▶ **ABOUT THIS TASK**
All of the entries need to be written out again, exactly as they are.

[[ MATERIAL PROVIDED open ]]

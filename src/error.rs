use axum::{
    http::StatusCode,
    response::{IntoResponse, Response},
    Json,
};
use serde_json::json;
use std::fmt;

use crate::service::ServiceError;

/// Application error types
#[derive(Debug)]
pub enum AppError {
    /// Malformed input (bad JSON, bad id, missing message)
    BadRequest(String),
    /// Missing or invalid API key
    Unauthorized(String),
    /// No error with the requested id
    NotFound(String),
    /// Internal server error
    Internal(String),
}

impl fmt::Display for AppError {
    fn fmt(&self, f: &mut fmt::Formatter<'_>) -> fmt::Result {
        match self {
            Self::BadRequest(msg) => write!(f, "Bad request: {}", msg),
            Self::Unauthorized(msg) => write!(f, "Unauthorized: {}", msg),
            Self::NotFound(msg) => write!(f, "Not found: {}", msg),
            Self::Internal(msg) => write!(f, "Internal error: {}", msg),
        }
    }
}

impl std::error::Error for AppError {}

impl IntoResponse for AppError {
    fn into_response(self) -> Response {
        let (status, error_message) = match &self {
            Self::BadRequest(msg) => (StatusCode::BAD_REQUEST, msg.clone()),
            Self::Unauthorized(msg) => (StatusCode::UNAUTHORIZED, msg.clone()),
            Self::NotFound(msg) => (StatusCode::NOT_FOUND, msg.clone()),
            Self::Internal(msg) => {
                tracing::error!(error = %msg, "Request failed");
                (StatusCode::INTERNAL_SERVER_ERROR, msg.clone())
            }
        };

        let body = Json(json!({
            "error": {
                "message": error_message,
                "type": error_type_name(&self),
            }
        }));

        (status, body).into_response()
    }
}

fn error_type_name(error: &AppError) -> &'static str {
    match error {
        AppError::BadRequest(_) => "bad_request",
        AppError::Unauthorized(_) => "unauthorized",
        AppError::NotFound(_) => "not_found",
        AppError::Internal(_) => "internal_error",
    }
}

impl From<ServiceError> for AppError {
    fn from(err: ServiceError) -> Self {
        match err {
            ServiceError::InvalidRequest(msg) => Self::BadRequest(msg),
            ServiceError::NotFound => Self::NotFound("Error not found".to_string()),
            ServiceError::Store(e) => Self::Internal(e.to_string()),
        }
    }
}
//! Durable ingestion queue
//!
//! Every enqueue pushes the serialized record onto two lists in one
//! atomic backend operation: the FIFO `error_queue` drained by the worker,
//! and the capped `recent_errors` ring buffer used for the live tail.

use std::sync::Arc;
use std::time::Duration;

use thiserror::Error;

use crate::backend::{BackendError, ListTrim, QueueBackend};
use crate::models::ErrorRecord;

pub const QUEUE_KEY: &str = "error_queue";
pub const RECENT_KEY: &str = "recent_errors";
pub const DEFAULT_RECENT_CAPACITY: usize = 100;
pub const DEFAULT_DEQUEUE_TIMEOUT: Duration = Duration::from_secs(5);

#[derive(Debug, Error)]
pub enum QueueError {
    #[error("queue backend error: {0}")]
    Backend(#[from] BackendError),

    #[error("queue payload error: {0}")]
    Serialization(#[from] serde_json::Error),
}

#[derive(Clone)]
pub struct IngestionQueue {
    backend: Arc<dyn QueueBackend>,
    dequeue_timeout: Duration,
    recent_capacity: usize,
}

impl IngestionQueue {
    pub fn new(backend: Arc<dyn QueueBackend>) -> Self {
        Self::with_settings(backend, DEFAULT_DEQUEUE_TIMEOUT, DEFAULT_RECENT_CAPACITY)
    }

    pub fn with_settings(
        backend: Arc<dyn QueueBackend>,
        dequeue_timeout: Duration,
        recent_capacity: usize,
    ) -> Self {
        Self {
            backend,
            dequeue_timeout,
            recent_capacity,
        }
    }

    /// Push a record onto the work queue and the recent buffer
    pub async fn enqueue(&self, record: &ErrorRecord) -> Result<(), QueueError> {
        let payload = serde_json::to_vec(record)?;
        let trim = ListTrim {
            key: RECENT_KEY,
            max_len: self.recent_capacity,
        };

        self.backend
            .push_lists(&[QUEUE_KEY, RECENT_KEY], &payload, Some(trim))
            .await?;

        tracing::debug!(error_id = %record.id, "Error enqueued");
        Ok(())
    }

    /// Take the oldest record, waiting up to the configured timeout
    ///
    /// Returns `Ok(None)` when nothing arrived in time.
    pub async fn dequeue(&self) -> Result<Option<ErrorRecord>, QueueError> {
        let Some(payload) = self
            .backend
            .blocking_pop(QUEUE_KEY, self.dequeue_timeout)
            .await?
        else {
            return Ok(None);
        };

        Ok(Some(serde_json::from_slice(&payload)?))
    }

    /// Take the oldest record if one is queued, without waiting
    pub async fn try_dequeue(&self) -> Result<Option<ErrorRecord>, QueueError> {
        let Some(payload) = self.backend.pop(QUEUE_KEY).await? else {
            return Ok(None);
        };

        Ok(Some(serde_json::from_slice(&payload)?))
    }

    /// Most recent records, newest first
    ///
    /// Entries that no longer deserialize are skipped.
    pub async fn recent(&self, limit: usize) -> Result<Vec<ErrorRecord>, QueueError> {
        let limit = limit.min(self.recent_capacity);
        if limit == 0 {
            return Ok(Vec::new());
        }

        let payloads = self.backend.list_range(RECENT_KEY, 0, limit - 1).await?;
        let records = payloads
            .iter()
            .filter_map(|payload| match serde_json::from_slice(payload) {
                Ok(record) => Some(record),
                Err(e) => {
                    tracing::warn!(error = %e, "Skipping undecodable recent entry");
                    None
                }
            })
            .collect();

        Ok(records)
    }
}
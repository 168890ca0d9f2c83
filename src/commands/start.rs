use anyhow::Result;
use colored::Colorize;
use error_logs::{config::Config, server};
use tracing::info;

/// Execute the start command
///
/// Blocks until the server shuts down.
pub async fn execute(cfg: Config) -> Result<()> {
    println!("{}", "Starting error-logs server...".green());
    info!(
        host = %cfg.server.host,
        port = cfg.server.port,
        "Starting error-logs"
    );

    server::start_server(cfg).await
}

[[ MATERIAL PROVIDED closed ]]

▶ **WORKED SOLUTION**
filename src/error.rs
use axum::{
    http::StatusCode,
    response::{IntoResponse, Response},
    Json,
};
use serde_json::json;
use std::fmt;

use crate::service::ServiceError;

/// Application error types
#[derive(Debug)]
pub enum AppError {
    /// Malformed input (bad JSON, bad id, missing message)
    BadRequest(String),
    /// Missing or invalid API key
    Unauthorized(String),
    /// No error with the requested id
    NotFound(String),
    /// Internal server error
    Internal(String),
}

impl fmt::Display for AppError {
    fn fmt(&self, f: &mut fmt::Formatter<'_>) -> fmt::Result {
        match self {
            Self::BadRequest(msg) => write!(f, "Bad request: {}", msg),
            Self::Unauthorized(msg) => write!(f, "Unauthorized: {}", msg),
            Self::NotFound(msg) => write!(f, "Not found: {}", msg),
            Self::Internal(msg) => write!(f, "Internal error: {}", msg),
        }
    }
}

impl std::error::Error for AppError {}

impl IntoResponse for AppError {
    fn into_response(self) -> Response {
        let (status, error_message) = match &self {
            Self::BadRequest(msg) => (StatusCode::BAD_REQUEST, msg.clone()),
            Self::Unauthorized(msg) => (StatusCode::UNAUTHORIZED, msg.clone()),
            Self::NotFound(msg) => (StatusCode::NOT_FOUND, msg.clone()),
            Self::Internal(msg) => {
                tracing::error!(error = %msg, "Request failed");
                (StatusCode::INTERNAL_SERVER_ERROR, msg.clone())
            }
        };

        let body = Json(json!({
            "error": {
                "message": error_message,
                "type": error_type_name(&self),
            }
        }));

        (status, body).into_response()
    }
}

fn error_type_name(error: &AppError) -> &'static str {
    match error {
        AppError::BadRequest(_) => "bad_request",
        AppError::Unauthorized(_) => "unauthorized",
        AppError::NotFound(_) => "not_found",
        AppError::Internal(_) => "internal_error",
    }
}

impl From<ServiceError> for AppError {
    fn from(err: ServiceError) -> Self {
        match err {
            ServiceError::InvalidRequest(msg) => Self::BadRequest(msg),
            ServiceError::NotFound => Self::NotFound("Error not found".to_string()),
            ServiceError::Store(e) => Self::Internal(e.to_string()),
        }
    }
}
//! Durable ingestion queue
//!
//! Every enqueue pushes the serialized record onto two lists in one
//! atomic backend operation: the FIFO `error_queue` drained by the worker,
//! and the capped `recent_errors` ring buffer used for the live tail.

use std::sync::Arc;
use std::time::Duration;

use thiserror::Error;

use crate::backend::{BackendError, ListTrim, QueueBackend};
use crate::models::ErrorRecord;

pub const QUEUE_KEY: &str = "error_queue";
pub const RECENT_KEY: &str = "recent_errors";
pub const DEFAULT_RECENT_CAPACITY: usize = 100;
pub const DEFAULT_DEQUEUE_TIMEOUT: Duration = Duration::from_secs(5);

#[derive(Debug, Error)]
pub enum QueueError {
    #[error("queue backend error: {0}")]
    Backend(#[from] BackendError),

    #[error("queue payload error: {0}")]
    Serialization(#[from] serde_json::Error),
}

#[derive(Clone)]
pub struct IngestionQueue {
    backend: Arc<dyn QueueBackend>,
    dequeue_timeout: Duration,
    recent_capacity: usize,
}

impl IngestionQueue {
    pub fn new(backend: Arc<dyn QueueBackend>) -> Self {
        Self::with_settings(backend, DEFAULT_DEQUEUE_TIMEOUT, DEFAULT_RECENT_CAPACITY)
    }

    pub fn with_settings(
        backend: Arc<dyn QueueBackend>,
        dequeue_timeout: Duration,
        recent_capacity: usize,
    ) -> Self {
        Self {
            backend,
            dequeue_timeout,
            recent_capacity,
        }
    }

    /// Push a record onto the work queue and the recent buffer
    pub async fn enqueue(&self, record: &ErrorRecord) -> Result<(), QueueError> {
        let payload = serde_json::to_vec(record)?;
        let trim = ListTrim {
            key: RECENT_KEY,
            max_len: self.recent_capacity,
        };

        self.backend
            .push_lists(&[QUEUE_KEY, RECENT_KEY], &payload, Some(trim))
            .await?;

        tracing::debug!(error_id = %record.id, "Error enqueued");
        Ok(())
    }

    /// Take the oldest record, waiting up to the configured timeout
    ///
    /// Returns `Ok(None)` when nothing arrived in time.
    pub async fn dequeue(&self) -> Result<Option<ErrorRecord>, QueueError> {
        let Some(payload) = self
            .backend
            .blocking_pop(QUEUE_KEY, self.dequeue_timeout)
            .await?
        else {
            return Ok(None);
        };

        Ok(Some(serde_json::from_slice(&payload)?))
    }

    /// Take the oldest record if one is queued, without waiting
    pub async fn try_dequeue(&self) -> Result<Option<ErrorRecord>, QueueError> {
        let Some(payload) = self.backend.pop(QUEUE_KEY).await? else {
            return Ok(None);
        };

        Ok(Some(serde_json::from_slice(&payload)?))
    }

    /// Most recent records, newest first
    ///
    /// Entries that no longer deserialize are skipped.
    pub async fn recent(&self, limit: usize) -> Result<Vec<ErrorRecord>, QueueError> {
        let limit = limit.min(self.recent_capacity);
        if limit == 0 {
            return Ok(Vec::new());
        }

        let payloads = self.backend.list_range(RECENT_KEY, 0, limit - 1).await?;
        let records = payloads
            .iter()
            .filter_map(|payload| match serde_json::from_slice(payload) {
                Ok(record) => Some(record),
                Err(e) => {
                    tracing::warn!(error = %e, "Skipping undecodable recent entry");
                    None
                }
            })
            .collect();

        Ok(records)
    }
}
repository 168890ca0d9f2c83
filename src/commands/start.rs
use anyhow::Result;
use colored::Colorize;
use error_logs::{config::Config, server};
use tracing::info;

/// Execute the start command
///
/// Blocks until the server shuts down.
pub async fn execute(cfg: Config) -> Result<()> {
    println!("{}", "Starting error-logs server...".green());
    info!(
        host = %cfg.server.host,
        port = cfg.server.port,
        "Starting error-logs"
    );

    server::start_server(cfg).await
}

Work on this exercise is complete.